ROANOKE TIMES

                         Roanoke Times
                 Copyright (c) 1995, Landmark Communications, Inc.

DATE: SUNDAY, June 27, 1993                   TAG: 9306290293
SECTION: VIRGINIA                    PAGE: C-1   EDITION: METRO 
SOURCE: By DAVID M. POOLE STAFF WRITER
DATELINE:                                 LENGTH: Long


GAY SON AN ISSUE IN CUSTODY FIGHT

James "Jay" McCulley, 17, summoned the courage to openly declare his homosexuality after his mother and stepfather separated earlier this year.

"I thought I was going to `come out' and be happy, but it's been pure hell," the Northside High School senior said.

McCulley's sexual orientation has emerged as an issue in a bitter fight between his mother and stepfather over custody of his 11-year-old half brother.

Legal experts say the Roanoke County case is unusual because custody fights involving claims of homosexuality usually deal with the sexual orientation of a parent, not a sibling.

In this case, Michael W. Scott seeks custody of his 11-year-old son on grounds that his estranged wife and her openly-gay son from a previous marriage would create an "unwholesome" environment for the younger child.

Sandra O. Scott is fighting for joint custody, saying there is no reason why her two sons shouldn't live under the same roof.

"How can a judge take my son from me because my other son is gay?" she said.

Michael Scott declined to be interviewed for this story. He referred all questions to his attorney, Harry F. Bosen Jr., who did not respond to several phone messages left at his office.

Virginia is one of six states in which laws or court decisions make homosexuality a cause for finding a parent unfit to raise children.

Earlier this month, a circuit court judge in Henrico County awarded custody of a 2-year-old boy to his grandmother because his mother lives with her lesbian lover.

The Roanoke County case may be unique because it seeks to brand a heterosexual parent unfit because one of her children is gay.

But some gay rights advocates doubt the Roanoke County case will lead to a landmark decision because the custody battle could turn on other accusations, such as infidelity.

Circuit Judge Kenneth Trabue has given Michael Scott temporary custody of his 11-year-old son. Trabue has allowed the boy to stay at his mother's house one night each week.

A custody hearing is set for July 15.

Jay McCulley was 3 years old when his mother married Michael W. Scott.

McCulley said he had a close relationship with his stepfather, whom he called Dad. His stepfather intially remained supportive after McCulley and his mother moved out of the family's Northeast Roanoke County home in February.

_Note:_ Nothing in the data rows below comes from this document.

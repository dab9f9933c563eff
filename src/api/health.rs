use axum::response::Json;
use serde_json::{Value, json};

pub async fn health() -> Json<Value> {
    Json(json!({
        "status": "ok",
        "version": env!("CARGO_PKG_VERSION")
    }))
}
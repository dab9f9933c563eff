//! # API Module
//!
//! HTTP endpoints served by the short-lived local server that runs while the
//! user authorizes freshlist in the browser.
//!
//! ## Endpoints
//!
//! - [`callback`] - OAuth 2.0 PKCE redirect target. Checks the `state`
//!   parameter, exchanges the authorization code for a token and hands the
//!   token back to the waiting auth flow.
//! - [`health`] - Returns status and version, useful to check that the
//!   configured `SERVER_ADDRESS` is reachable.
//!
//! ## Usage Example
//!
//! ```rust,ignore
//! use axum::{Router, routing::get};
//! use freshlist::api::{callback, health};
//!
//! let app = Router::new()
//!     .route("/callback", get(callback))
//!     .route("/health", get(health));
//! ```

mod callback;
mod health;

pub use callback::callback;
pub use health::health;
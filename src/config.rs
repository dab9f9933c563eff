//! Configuration management for freshlist.
//!
//! Values come from environment variables, optionally seeded from a `.env`
//! file in the local data directory. Variables already present in the process
//! environment take precedence over the file.
//!
//! The `.env` file lives in:
//! - Linux: `~/.local/share/freshlist/.env`
//! - macOS: `~/Library/Application Support/freshlist/.env`
//! - Windows: `%LOCALAPPDATA%/freshlist/.env`

use std::{env, path::PathBuf, time::Duration};

use crate::error::ConfigError;

pub const DEFAULT_SERVER_ADDRESS: &str = "127.0.0.1:8080";
pub const DEFAULT_REDIRECT_URI: &str = "http://127.0.0.1:8080/callback";
pub const DEFAULT_SCOPE: &str = "playlist-read-private playlist-read-collaborative playlist-modify-private playlist-modify-public";
pub const DEFAULT_AUTH_URL: &str = "https://accounts.spotify.com/authorize";
pub const DEFAULT_TOKEN_URL: &str = "https://accounts.spotify.com/api/token";
pub const DEFAULT_API_URL: &str = "https://api.spotify.com/v1";
pub const DEFAULT_MARKET: &str = "from_token";
pub const DEFAULT_HTTP_TIMEOUT_SECS: u64 = 30;

/// Loads environment variables from `freshlist/.env` in the local data
/// directory, creating the directory if needed.
///
/// A missing file is not an error; a malformed one is.
pub async fn load_env() -> Result<(), ConfigError> {
    let path = env_path();
    if let Some(parent) = path.parent() {
        async_fs::create_dir_all(parent).await?;
    }

    match dotenv::from_path(&path) {
        Ok(()) => Ok(()),
        Err(dotenv::Error::Io(e)) if e.kind() == std::io::ErrorKind::NotFound => {
            log::debug!("no .env file at {}", path.display());
            Ok(())
        }
        Err(e) => Err(ConfigError::Dotenv(e.to_string())),
    }
}

pub fn env_path() -> PathBuf {
    let mut path = dirs::data_local_dir().unwrap_or_else(|| PathBuf::from("."));
    path.push("freshlist/.env");
    path
}

/// Spotify endpoints and OAuth client settings.
#[derive(Debug, Clone)]
pub struct SpotifySettings {
    pub client_id: String,
    pub redirect_uri: String,
    pub scope: String,
    pub auth_url: String,
    pub token_url: String,
    pub api_url: String,
    pub market: Option<String>,
    pub timeout: Duration,
}

/// Everything the binary needs, read once at startup.
#[derive(Debug, Clone)]
pub struct Settings {
    pub server_address: String,
    pub spotify: SpotifySettings,
    pub batch_retries: u32,
}

impl Settings {
    pub fn from_env() -> Result<Self, ConfigError> {
        Self::from_lookup(|key| env::var(key).ok())
    }

    /// Builds settings from an arbitrary key lookup; empty values count as unset.
    pub fn from_lookup<F>(lookup: F) -> Result<Self, ConfigError>
    where
        F: Fn(&str) -> Option<String>,
    {
        let get = |key: &str| lookup(key).filter(|v| !v.trim().is_empty());
        let or_default = |key: &str, default: &str| get(key).unwrap_or_else(|| default.to_string());

        let client_id =
            get("SPOTIFY_API_AUTH_CLIENT_ID").ok_or(ConfigError::Missing("SPOTIFY_API_AUTH_CLIENT_ID"))?;

        let timeout_secs = parse_number(
            "FRESHLIST_HTTP_TIMEOUT_SECS",
            get("FRESHLIST_HTTP_TIMEOUT_SECS"),
            DEFAULT_HTTP_TIMEOUT_SECS,
        )?;
        if timeout_secs == 0 {
            return Err(ConfigError::Invalid {
                key: "FRESHLIST_HTTP_TIMEOUT_SECS",
                value: "0".to_string(),
            });
        }

        let batch_retries =
            parse_number("FRESHLIST_BATCH_RETRIES", get("FRESHLIST_BATCH_RETRIES"), 0)? as u32;

        // "none" disables the market hint entirely
        let market = match get("SPOTIFY_MARKET") {
            Some(m) if m.eq_ignore_ascii_case("none") => None,
            Some(m) => Some(m),
            None => Some(DEFAULT_MARKET.to_string()),
        };

        Ok(Self {
            server_address: or_default("SERVER_ADDRESS", DEFAULT_SERVER_ADDRESS),
            spotify: SpotifySettings {
                client_id,
                redirect_uri: or_default("SPOTIFY_API_REDIRECT_URI", DEFAULT_REDIRECT_URI),
                scope: or_default("SPOTIFY_API_AUTH_SCOPE", DEFAULT_SCOPE),
                auth_url: or_default("SPOTIFY_API_AUTH_URL", DEFAULT_AUTH_URL),
                token_url: or_default("SPOTIFY_API_TOKEN_URL", DEFAULT_TOKEN_URL),
                api_url: or_default("SPOTIFY_API_URL", DEFAULT_API_URL)
                    .trim_end_matches('/')
                    .to_string(),
                market,
                timeout: Duration::from_secs(timeout_secs),
            },
            batch_retries,
        })
    }
}

fn parse_number(key: &'static str, value: Option<String>, default: u64) -> Result<u64, ConfigError> {
    match value {
        None => Ok(default),
        Some(v) => v
            .trim()
            .parse::<u64>()
            .map_err(|_| ConfigError::Invalid { key, value: v }),
    }
}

Then McCulley announced he was gay.

Sandra Scott accepted her son's sexual orientation, but McCulley said his stepfather ordered him never to set foot in his house again.

"We were really, really close, and now he has turned against me," McCulley said. "He said he's going through me to get at my mother."

In court papers, Michael Scott's attorneys have sought to portray Sandra Scott as an unfit mother by claiming that McCulley has turned her home into a virtual gay bath house.

The attorneys claim that McCulley's homosexual friends are "constantly in and out of the home," that homosexual activity takes place in the home and that pornographic videos are shown on the television.

Sandra Scott denied the allegations, saying her son has gay and straight friends and that the most risque video that has ever been in the house has been "Pretty Woman" starring Julia Roberts.

Scott said her older son's sexual orientation has nobearing on her fitness to raise her younger son.

"These kids have been brought up together for 11 years," she said. "My husband was not complaining how I was raising the boys when he was out of town all the time on business. What is the difference now?"

Suzanne Goldberg, a staff attorney with Lambda Legal Defense and Education Fund in New York, said she knew of no legal precedent of courts awarding custody based on a sibling's sexual orientation.

"There's no question that a parent's relationship with a child should be neither severed nor limited because of the sexual orientation of a sibling," Goldberg said.

Virginia is one of the most restrictive states in the nation when it comes to homosexual parenting. In 1985, the Virginia Supreme Court ruled that a gay father who exposed his daughter to "his immoral and illicit" relationship was unfit to have custody.

Steve Pershing, legal director for the American Civil Liberties Union of Virginia, said the legal issues in the Roanoke County case may differ, but the potential bias is the same.

"To the effect that courts base their decisions on sexual preference alone, in our view, they are reacting to bias rather than to reason."

The Roanoke County case may turn on other issues. Michael Scott has accused Sandra Scott of adultery, and she has suggested that he has used illegal drugs in front of the children. Both have denied the accusations.

Sandra Scott said her husband was trying to drive a wedge between her two sons.

"I love them both. What am I supposed to do, tell one of them to get out of the house?"